//! Celestial reference frames and their axis display metadata.

use core::fmt;
use core::str::FromStr;

use crate::ctype::CoordType;
use crate::error::{AxesError, AxesResult};
use crate::units::AngleUnit;

/// Reference frames an axis pair can be resolved to.
#[derive(Debug, Clone, Copy, PartialEq, Eq, Hash)]
#[cfg_attr(feature = "serde", derive(serde::Serialize, serde::Deserialize))]
#[cfg_attr(feature = "serde", serde(rename_all = "lowercase"))]
pub enum Frame {
    Icrs,
    Fk4,
    Fk5,
    Galactic,
    Supergalactic,
    Ecliptic,
}

impl Frame {
    pub const ALL: [Frame; 6] = [
        Self::Icrs,
        Self::Fk4,
        Self::Fk5,
        Self::Galactic,
        Self::Supergalactic,
        Self::Ecliptic,
    ];

    pub fn name(self) -> &'static str {
        match self {
            Self::Icrs => "icrs",
            Self::Fk4 => "fk4",
            Self::Fk5 => "fk5",
            Self::Galactic => "galactic",
            Self::Supergalactic => "supergalactic",
            Self::Ecliptic => "ecliptic",
        }
    }

    /// Longitude and latitude component names, as shown on axis labels.
    pub fn component_names(self) -> (&'static str, &'static str) {
        match self {
            Self::Icrs | Self::Fk4 | Self::Fk5 => ("ra", "dec"),
            Self::Galactic => ("l", "b"),
            Self::Supergalactic => ("sgl", "sgb"),
            Self::Ecliptic => ("lon", "lat"),
        }
    }
}

impl fmt::Display for Frame {
    fn fmt(&self, f: &mut fmt::Formatter<'_>) -> fmt::Result {
        f.write_str(self.name())
    }
}

impl FromStr for Frame {
    type Err = AxesError;

    fn from_str(s: &str) -> AxesResult<Self> {
        let trimmed = s.trim();
        Self::ALL
            .into_iter()
            .find(|frame| frame.name().eq_ignore_ascii_case(trimmed))
            .ok_or_else(|| AxesError::unknown_frame(s))
    }
}

/// Anything that names a frame: a [`Frame`] or its name.
pub trait IntoFrame {
    fn into_frame(self) -> AxesResult<Frame>;
}

impl IntoFrame for Frame {
    fn into_frame(self) -> AxesResult<Frame> {
        Ok(self)
    }
}

impl IntoFrame for &Frame {
    fn into_frame(self) -> AxesResult<Frame> {
        Ok(*self)
    }
}

impl IntoFrame for &str {
    fn into_frame(self) -> AxesResult<Frame> {
        self.parse()
    }
}

impl IntoFrame for &String {
    fn into_frame(self) -> AxesResult<Frame> {
        self.parse()
    }
}

/// Per-axis display attributes for a celestial axis pair.
#[derive(Debug, Clone, PartialEq)]
#[cfg_attr(feature = "serde", derive(serde::Serialize, serde::Deserialize))]
pub struct CoordMeta {
    pub coord_type: (CoordType, CoordType),
    /// Wrap angle in degrees, `None` for the default of 360°.
    pub wrap: (Option<f64>, Option<f64>),
    pub unit: (AngleUnit, AngleUnit),
    pub name: (String, String),
}

/// Display metadata for `frame`: a longitude/latitude pair in degrees named
/// after the frame's components.
///
/// ```
/// use celestial_axes::{get_coord_meta, Frame};
///
/// let meta = get_coord_meta("galactic").unwrap();
/// assert_eq!(meta.name, ("l".to_string(), "b".to_string()));
/// assert!(get_coord_meta("altaz").is_err());
/// # assert_eq!(get_coord_meta(Frame::Fk5).unwrap().name.0, "ra");
/// ```
pub fn get_coord_meta(frame: impl IntoFrame) -> AxesResult<CoordMeta> {
    let frame = frame.into_frame()?;
    let (lon, lat) = frame.component_names();

    Ok(CoordMeta {
        coord_type: (CoordType::Longitude, CoordType::Latitude),
        wrap: (None, None),
        unit: (AngleUnit::Degree, AngleUnit::Degree),
        name: (lon.to_string(), lat.to_string()),
    })
}

#[cfg(test)]
mod tests {
    use super::*;

    #[test]
    fn test_parse_names() {
        assert_eq!("fk5".parse::<Frame>().unwrap(), Frame::Fk5);
        assert_eq!("ICRS".parse::<Frame>().unwrap(), Frame::Icrs);
        assert_eq!(" galactic ".parse::<Frame>().unwrap(), Frame::Galactic);
    }

    #[test]
    fn test_parse_unknown() {
        let err = "altaz".parse::<Frame>().unwrap_err();
        assert_eq!(err.to_string(), "Unknown frame: altaz");
    }

    #[test]
    fn test_display_roundtrips_through_parse() {
        for frame in Frame::ALL {
            assert_eq!(frame.to_string().parse::<Frame>().unwrap(), frame);
        }
    }

    #[test]
    fn test_equatorial_meta() {
        for name in ["fk4", "fk5", "icrs"] {
            let meta = get_coord_meta(name).unwrap();
            assert_eq!(meta.name, ("ra".to_string(), "dec".to_string()));
            assert_eq!(meta.coord_type, (CoordType::Longitude, CoordType::Latitude));
            assert_eq!(meta.wrap, (None, None));
            assert_eq!(meta.unit, (AngleUnit::Degree, AngleUnit::Degree));
        }
    }

    #[test]
    fn test_galactic_meta() {
        let meta = get_coord_meta(Frame::Galactic).unwrap();
        assert_eq!(meta.name, ("l".to_string(), "b".to_string()));
    }

    #[test]
    fn test_other_frames_meta() {
        assert_eq!(get_coord_meta(Frame::Supergalactic).unwrap().name.0, "sgl");
        assert_eq!(get_coord_meta(&Frame::Ecliptic).unwrap().name.1, "lat");
        let owned = String::from("fk5");
        assert_eq!(get_coord_meta(&owned).unwrap().name.1, "dec");
    }

    #[test]
    fn test_unknown_frame_meta() {
        assert!(matches!(
            get_coord_meta("heliocentric"),
            Err(AxesError::UnknownFrame { .. })
        ));
    }
}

============================================================

**Work item**
Every line above should be transcribed exactly.

**Exercise response**
//! Celestial reference frames and their axis display metadata.

use core::fmt;
use core::str::FromStr;

use crate::ctype::CoordType;
use crate::error::{AxesError, AxesResult};
use crate::units::AngleUnit;

/// Reference frames an axis pair can be resolved to.
#[derive(Debug, Clone, Copy, PartialEq, Eq, Hash)]
#[cfg_attr(feature = "serde", derive(serde::Serialize, serde::Deserialize))]
#[cfg_attr(feature = "serde", serde(rename_all = "lowercase"))]
pub enum Frame {
    Icrs,
    Fk4,
    Fk5,
    Galactic,
    Supergalactic,
    Ecliptic,
}

impl Frame {
    pub const ALL: [Frame; 6] = [
        Self::Icrs,
        Self::Fk4,
        Self::Fk5,
        Self::Galactic,
        Self::Supergalactic,
        Self::Ecliptic,
    ];

    pub fn name(self) -> &'static str {
        match self {
            Self::Icrs => "icrs",
            Self::Fk4 => "fk4",
            Self::Fk5 => "fk5",
            Self::Galactic => "galactic",
            Self::Supergalactic => "supergalactic",
            Self::Ecliptic => "ecliptic",
        }
    }

    /// Longitude and latitude component names, as shown on axis labels.
    pub fn component_names(self) -> (&'static str, &'static str) {
        match self {
            Self::Icrs | Self::Fk4 | Self::Fk5 => ("ra", "dec"),
            Self::Galactic => ("l", "b"),
            Self::Supergalactic => ("sgl", "sgb"),
            Self::Ecliptic => ("lon", "lat"),
        }
    }
}

impl fmt::Display for Frame {
    fn fmt(&self, f: &mut fmt::Formatter<'_>) -> fmt::Result {
        f.write_str(self.name())
    }
}

impl FromStr for Frame {
    type Err = AxesError;

    fn from_str(s: &str) -> AxesResult<Self> {
        let trimmed = s.trim();
        Self::ALL
            .into_iter()
            .find(|frame| frame.name().eq_ignore_ascii_case(trimmed))
            .ok_or_else(|| AxesError::unknown_frame(s))
    }
}

/// Anything that names a frame: a [`Frame`] or its name.
pub trait IntoFrame {
    fn into_frame(self) -> AxesResult<Frame>;
}

impl IntoFrame for Frame {
    fn into_frame(self) -> AxesResult<Frame> {
        Ok(self)
    }
}

impl IntoFrame for &Frame {
    fn into_frame(self) -> AxesResult<Frame> {
        Ok(*self)
    }
}

impl IntoFrame for &str {
    fn into_frame(self) -> AxesResult<Frame> {
        self.parse()
    }
}

impl IntoFrame for &String {
    fn into_frame(self) -> AxesResult<Frame> {
        self.parse()
    }
}

/// Per-axis display attributes for a celestial axis pair.
#[derive(Debug, Clone, PartialEq)]
#[cfg_attr(feature = "serde", derive(serde::Serialize, serde::Deserialize))]
pub struct CoordMeta {
    pub coord_type: (CoordType, CoordType),
    /// Wrap angle in degrees, `None` for the default of 360°.
    pub wrap: (Option<f64>, Option<f64>),
    pub unit: (AngleUnit, AngleUnit),
    pub name: (String, String),
}

/// Display metadata for `frame`: a longitude/latitude pair in degrees named
/// after the frame's components.
///
/// ```
/// use celestial_axes::{get_coord_meta, Frame};
///
/// let meta = get_coord_meta("galactic").unwrap();
/// assert_eq!(meta.name, ("l".to_string(), "b".to_string()));
/// assert!(get_coord_meta("altaz").is_err());
/// # assert_eq!(get_coord_meta(Frame::Fk5).unwrap().name.0, "ra");
/// ```
pub fn get_coord_meta(frame: impl IntoFrame) -> AxesResult<CoordMeta> {
    let frame = frame.into_frame()?;
    let (lon, lat) = frame.component_names();

    Ok(CoordMeta {
        coord_type: (CoordType::Longitude, CoordType::Latitude),
        wrap: (None, None),
        unit: (AngleUnit::Degree, AngleUnit::Degree),
        name: (lon.to_string(), lat.to_string()),
    })
}

#[cfg(test)]
mod tests {
    use super::*;

    #[test]
    fn test_parse_names() {
        assert_eq!("fk5".parse::<Frame>().unwrap(), Frame::Fk5);
        assert_eq!("ICRS".parse::<Frame>().unwrap(), Frame::Icrs);
        assert_eq!(" galactic ".parse::<Frame>().unwrap(), Frame::Galactic);
    }

    #[test]
    fn test_parse_unknown() {
        let err = "altaz".parse::<Frame>().unwrap_err();
        assert_eq!(err.to_string(), "Unknown frame: altaz");
    }

    #[test]
    fn test_display_roundtrips_through_parse() {
        for frame in Frame::ALL {
            assert_eq!(frame.to_string().parse::<Frame>().unwrap(), frame);
        }
    }

    #[test]
    fn test_equatorial_meta() {
        for name in ["fk4", "fk5", "icrs"] {
            let meta = get_coord_meta(name).unwrap();
            assert_eq!(meta.name, ("ra".to_string(), "dec".to_string()));
            assert_eq!(meta.coord_type, (CoordType::Longitude, CoordType::Latitude));
            assert_eq!(meta.wrap, (None, None));
            assert_eq!(meta.unit, (AngleUnit::Degree, AngleUnit::Degree));
        }
    }

    #[test]
    fn test_galactic_meta() {
        let meta = get_coord_meta(Frame::Galactic).unwrap();
        assert_eq!(meta.name, ("l".to_string(), "b".to_string()));
    }

    #[test]
    fn test_other_frames_meta() {
        assert_eq!(get_coord_meta(Frame::Supergalactic).unwrap().name.0, "sgl");
        assert_eq!(get_coord_meta(&Frame::Ecliptic).unwrap().name.1, "lat");
        let owned = String::from("fk5");
        assert_eq!(get_coord_meta(&owned).unwrap().name.1, "dec");
    }

    #[test]
    fn test_unknown_frame_meta() {
        assert!(matches!(
            get_coord_meta("heliocentric"),
            Err(AxesError::UnknownFrame { .. })
        ));
    }
}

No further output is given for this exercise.